- **YOUR ASSIGNMENT**: Find where "fn flatten_onto_white(image: &DynamicImage)" appears in the records below, then return that line and every later line exactly, stopping only at the last line.
________________________________________
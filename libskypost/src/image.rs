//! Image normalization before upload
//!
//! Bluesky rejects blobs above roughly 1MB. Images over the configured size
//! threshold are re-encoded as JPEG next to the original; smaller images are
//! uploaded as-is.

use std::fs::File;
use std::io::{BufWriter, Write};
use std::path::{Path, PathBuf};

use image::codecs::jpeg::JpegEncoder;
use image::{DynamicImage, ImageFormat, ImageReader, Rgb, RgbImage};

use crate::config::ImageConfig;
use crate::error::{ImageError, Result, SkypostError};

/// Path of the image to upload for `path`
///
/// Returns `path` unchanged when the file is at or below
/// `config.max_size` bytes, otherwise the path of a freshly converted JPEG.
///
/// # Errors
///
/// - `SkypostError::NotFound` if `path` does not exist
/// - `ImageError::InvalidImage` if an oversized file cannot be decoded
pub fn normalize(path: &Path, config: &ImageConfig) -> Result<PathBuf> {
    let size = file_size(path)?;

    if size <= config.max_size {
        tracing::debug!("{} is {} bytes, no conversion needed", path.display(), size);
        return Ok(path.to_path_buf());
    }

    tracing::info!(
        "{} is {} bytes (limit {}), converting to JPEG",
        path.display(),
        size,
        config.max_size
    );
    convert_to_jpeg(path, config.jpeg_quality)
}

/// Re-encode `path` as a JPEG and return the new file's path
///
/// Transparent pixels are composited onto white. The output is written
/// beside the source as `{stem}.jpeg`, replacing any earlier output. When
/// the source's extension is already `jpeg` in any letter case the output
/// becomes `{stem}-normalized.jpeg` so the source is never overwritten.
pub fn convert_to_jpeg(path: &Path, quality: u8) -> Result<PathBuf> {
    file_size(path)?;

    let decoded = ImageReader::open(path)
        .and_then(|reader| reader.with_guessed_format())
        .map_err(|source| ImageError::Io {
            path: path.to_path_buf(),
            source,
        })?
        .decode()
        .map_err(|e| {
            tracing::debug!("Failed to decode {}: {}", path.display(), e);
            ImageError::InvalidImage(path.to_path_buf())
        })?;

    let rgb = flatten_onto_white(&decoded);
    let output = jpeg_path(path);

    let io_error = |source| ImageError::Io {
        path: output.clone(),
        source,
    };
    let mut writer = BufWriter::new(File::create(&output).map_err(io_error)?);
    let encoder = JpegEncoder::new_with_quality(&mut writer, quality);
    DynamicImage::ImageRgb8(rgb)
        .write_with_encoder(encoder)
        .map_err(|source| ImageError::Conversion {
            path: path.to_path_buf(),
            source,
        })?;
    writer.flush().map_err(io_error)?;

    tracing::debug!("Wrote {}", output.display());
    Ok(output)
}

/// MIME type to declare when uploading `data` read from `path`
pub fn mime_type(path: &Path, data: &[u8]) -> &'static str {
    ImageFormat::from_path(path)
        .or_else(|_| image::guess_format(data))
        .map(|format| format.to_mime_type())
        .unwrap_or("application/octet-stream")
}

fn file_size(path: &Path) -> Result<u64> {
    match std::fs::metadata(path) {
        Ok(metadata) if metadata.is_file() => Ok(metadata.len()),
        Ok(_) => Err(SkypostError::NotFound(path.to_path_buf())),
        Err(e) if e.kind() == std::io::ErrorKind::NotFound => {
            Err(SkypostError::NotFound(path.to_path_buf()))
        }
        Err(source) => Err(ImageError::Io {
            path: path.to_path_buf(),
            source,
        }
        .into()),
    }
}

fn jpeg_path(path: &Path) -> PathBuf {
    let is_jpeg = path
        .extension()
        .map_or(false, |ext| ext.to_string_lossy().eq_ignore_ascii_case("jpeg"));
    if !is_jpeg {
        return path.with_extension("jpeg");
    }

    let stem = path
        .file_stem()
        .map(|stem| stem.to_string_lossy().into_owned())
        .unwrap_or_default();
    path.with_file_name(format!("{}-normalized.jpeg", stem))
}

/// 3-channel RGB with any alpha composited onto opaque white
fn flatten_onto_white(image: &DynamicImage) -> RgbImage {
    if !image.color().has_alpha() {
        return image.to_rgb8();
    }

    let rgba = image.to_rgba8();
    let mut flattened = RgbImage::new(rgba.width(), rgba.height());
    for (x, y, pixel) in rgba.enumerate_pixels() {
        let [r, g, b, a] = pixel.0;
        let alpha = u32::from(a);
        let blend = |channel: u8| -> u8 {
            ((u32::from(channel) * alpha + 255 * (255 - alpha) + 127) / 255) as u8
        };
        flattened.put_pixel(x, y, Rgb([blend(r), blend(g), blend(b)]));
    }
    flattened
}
________________________________________
- **TASK RESPONSE**:
fn flatten_onto_white(image: &DynamicImage) -> RgbImage {
    if !image.color().has_alpha() {
        return image.to_rgb8();
    }

    let rgba = image.to_rgba8();
    let mut flattened = RgbImage::new(rgba.width(), rgba.height());
    for (x, y, pixel) in rgba.enumerate_pixels() {
        let [r, g, b, a] = pixel.0;
        let alpha = u32::from(a);
        let blend = |channel: u8| -> u8 {
            ((u32::from(channel) * alpha + 255 * (255 - alpha) + 127) / 255) as u8
        };
        flattened.put_pixel(x, y, Rgb([blend(r), blend(g), blend(b)]));
    }
    flattened
}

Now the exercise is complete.